Re-identification of cross-modal target ships for onshore closed circuit television (CCTV) or ASV monitoring can be performed on detected targets to compensate for the single perspective of a vessel captured by a single camera. Such re-identification can be introduced into the multitarget tracking pipeline for long term tracking. Figure 4 shows the four key steps of vessel re-identification [49]: ship detection, feature extraction, feature transformation, and feature similarity metric learning.
Visual information of ships is different from the visual information of pedestrians, vehicles, and even rare animals in two significant areas when considering re-identification. Ships are much greater in size and differ in perspective due to changes in viewpoint. Thus, we cannot simply adopt or modify a target re-identification algorithm from another application to migrate it to identification of a target ship. Wang et al. focused on feature extraction in their review of deep network models for maritime target recognition, which provides a valuable reference for research in this field [51]. For feature extraction, introducing orthogonal moment methods, such as Zemike moment [52] and Hu moment [53], for feature extraction and fusing them with features extracted by CNN can significantly improve the accuracy of ship recognition. Resnet-50, VGG-16, and DenseNet-121 were used as feature extractors on the Boat Re-ID dataset built by Spagnolof et al. [54], and the results show that ResNet-50 achieved the best results among the three. By estimating the position and the orientation of the target-ship in the image, Ghahremani et al. re-identified it using a TriNet model [48]. On the common object dataset (MSCOCO) and two maritime-domain datasets (i.e., IPATCH and MarDCT), Heyse et al. explored a domain-adaption method for the fine-grained identification of ship categories [55]. Groot et al. re-identified target ships imaged from multiple cameras by matching vessel tracks and time filtering, among other methods [56]. They divided the known distance between fixed point cameras by the navigation time to estimate the target speed. The authors in [49] proposed a multiview feature learning framework that combined global and discriminative local features. The framework combined the cross-entropy loss with the proposed orientation quintuple (O-Quin) loss. The inherent features of ship appearance were fully exploited, and the algorithm for learning multiview representation was refined and optimized for vessel re-identification. The discriminative features detection model and the viewpoint estimation model were embedded to create an integrated framework.
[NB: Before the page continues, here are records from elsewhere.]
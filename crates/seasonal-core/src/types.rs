use palette::{FromColor, Srgb};
use serde::{Deserialize, Serialize};

/// Number of 8-bit hue steps (two degrees each).
const HUE_RANGE: u32 = 180;

/// Axis-aligned face rectangle in raster coordinates.
#[derive(Debug, Clone, Copy, PartialEq, Serialize, Deserialize)]
pub struct FaceRegion {
    pub x: u32,
    pub y: u32,
    pub width: u32,
    pub height: u32,
    /// Detector score in [0, 1]; 1.0 when the backend reports none.
    pub confidence: f32,
}

impl FaceRegion {
    pub fn area(&self) -> u64 {
        u64::from(self.width) * u64::from(self.height)
    }

    /// Box center, using integer division on the extents.
    pub fn center(&self) -> (u32, u32) {
        (self.x + self.width / 2, self.y + self.height / 2)
    }
}

/// A color in OpenCV-style 8-bit HSV.
///
/// `hue` is degrees / 2 in [0, 180); `saturation` and `value` are in [0, 255].
#[derive(Debug, Clone, Copy, PartialEq, Eq, Hash, Serialize, Deserialize)]
pub struct Hsv {
    pub hue: u8,
    pub saturation: u8,
    pub value: u8,
}

impl Hsv {
    pub const fn new(hue: u8, saturation: u8, value: u8) -> Self {
        Self { hue, saturation, value }
    }

    /// Converts an 8-bit sRGB triple, scaling palette's float HSV onto the
    /// 8-bit ranges.
    pub fn from_rgb(rgb: [u8; 3]) -> Self {
        let [r, g, b] = rgb;
        let hsv = palette::Hsv::from_color(Srgb::new(r, g, b).into_format::<f32>());

        let hue = (hsv.hue.into_positive_degrees() / 2.0).round() as u32 % HUE_RANGE;
        Self {
            hue: hue as u8,
            saturation: to_channel(hsv.saturation),
            value: to_channel(hsv.value),
        }
    }

    pub fn to_array(self) -> [u8; 3] {
        [self.hue, self.saturation, self.value]
    }
}

fn to_channel(unit: f32) -> u8 {
    (unit * 255.0).round().clamp(0.0, 255.0) as u8
}

#[cfg(test)]
mod tests {
    use super::*;

    #[test]
    fn test_hsv_primaries() {
        assert_eq!(Hsv::from_rgb([255, 0, 0]), Hsv::new(0, 255, 255));
        assert_eq!(Hsv::from_rgb([0, 255, 0]), Hsv::new(60, 255, 255));
        assert_eq!(Hsv::from_rgb([0, 0, 255]), Hsv::new(120, 255, 255));
    }

    #[test]
    fn test_hsv_achromatic() {
        assert_eq!(Hsv::from_rgb([0, 0, 0]), Hsv::new(0, 0, 0));
        assert_eq!(Hsv::from_rgb([255, 255, 255]), Hsv::new(0, 0, 255));
        assert_eq!(Hsv::from_rgb([90, 90, 90]), Hsv::new(0, 0, 90));
    }

    #[test]
    fn test_hsv_skin_tones() {
        // Warm red-orange: 10 degrees -> hue 5
        assert_eq!(Hsv::from_rgb([200, 69, 43]), Hsv::new(5, 200, 200));
        // Yellow-ish: 60 degrees -> hue 30 whichever of red/green leads
        assert_eq!(Hsv::from_rgb([180, 180, 67]), Hsv::new(30, 160, 180));
    }

    #[test]
    fn test_hsv_half_step_hue_rounding() {
        // 125 degrees in exact arithmetic; the f32 result lands just below the half step
        assert_eq!(Hsv::from_rgb([0, 12, 1]), Hsv::new(62, 255, 12));
        // 30.1 degrees -> hue 15, lower edge of the warm band
        assert_eq!(Hsv::from_rgb([255, 128, 0]), Hsv::new(15, 255, 255));
    }

    #[test]
    fn test_hsv_hue_wraps_below_180() {
        // 359 degrees rounds to 180 and must wrap to 0
        let hsv = Hsv::from_rgb([255, 0, 1]);
        assert!(hsv.hue < 180);
    }

    #[test]
    fn test_face_region_center_and_area() {
        let face = FaceRegion { x: 10, y: 20, width: 151, height: 200, confidence: 0.9 };
        assert_eq!(face.center(), (85, 120));
        assert_eq!(face.area(), 30_200);
    }
}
Introduction of ship-face recognition that is based on re-identification into mobile VTS can confirm the identity and the legal status of nonconforming vessels, as shown in Figure 5. The process typically followed is that the AIS is initially registered with the camera coordinate system; the pre-trained re-identification model is then used for feature extraction, and the re-identification result is finally compared for similarity with the AIS message. If the similarity is greater than some threshold value, the target vessel is judged to be illegal for tampering with AIS information.
2.3. Ship Target Tracking
It is not sufficient in tracking a vessel to give discrete vessel position information in a complex marine environment, especially when the target is under way. The course and the speed of the target vessel are required in order to make real-time collision avoidance decisions. The environment may be cluttered, and visibility may be poor, thus it is necessary to correlate and extrapolate data to provide a stable track of the vessel’s course. As shown in Figure 6, the tracking-by-detection framework usually consists of two stages. In the first stage, the detection hypothesis is given by the pre-trained target detector, and in the second stage, the detection hypothesis is correlated on the timeline to form a stable track.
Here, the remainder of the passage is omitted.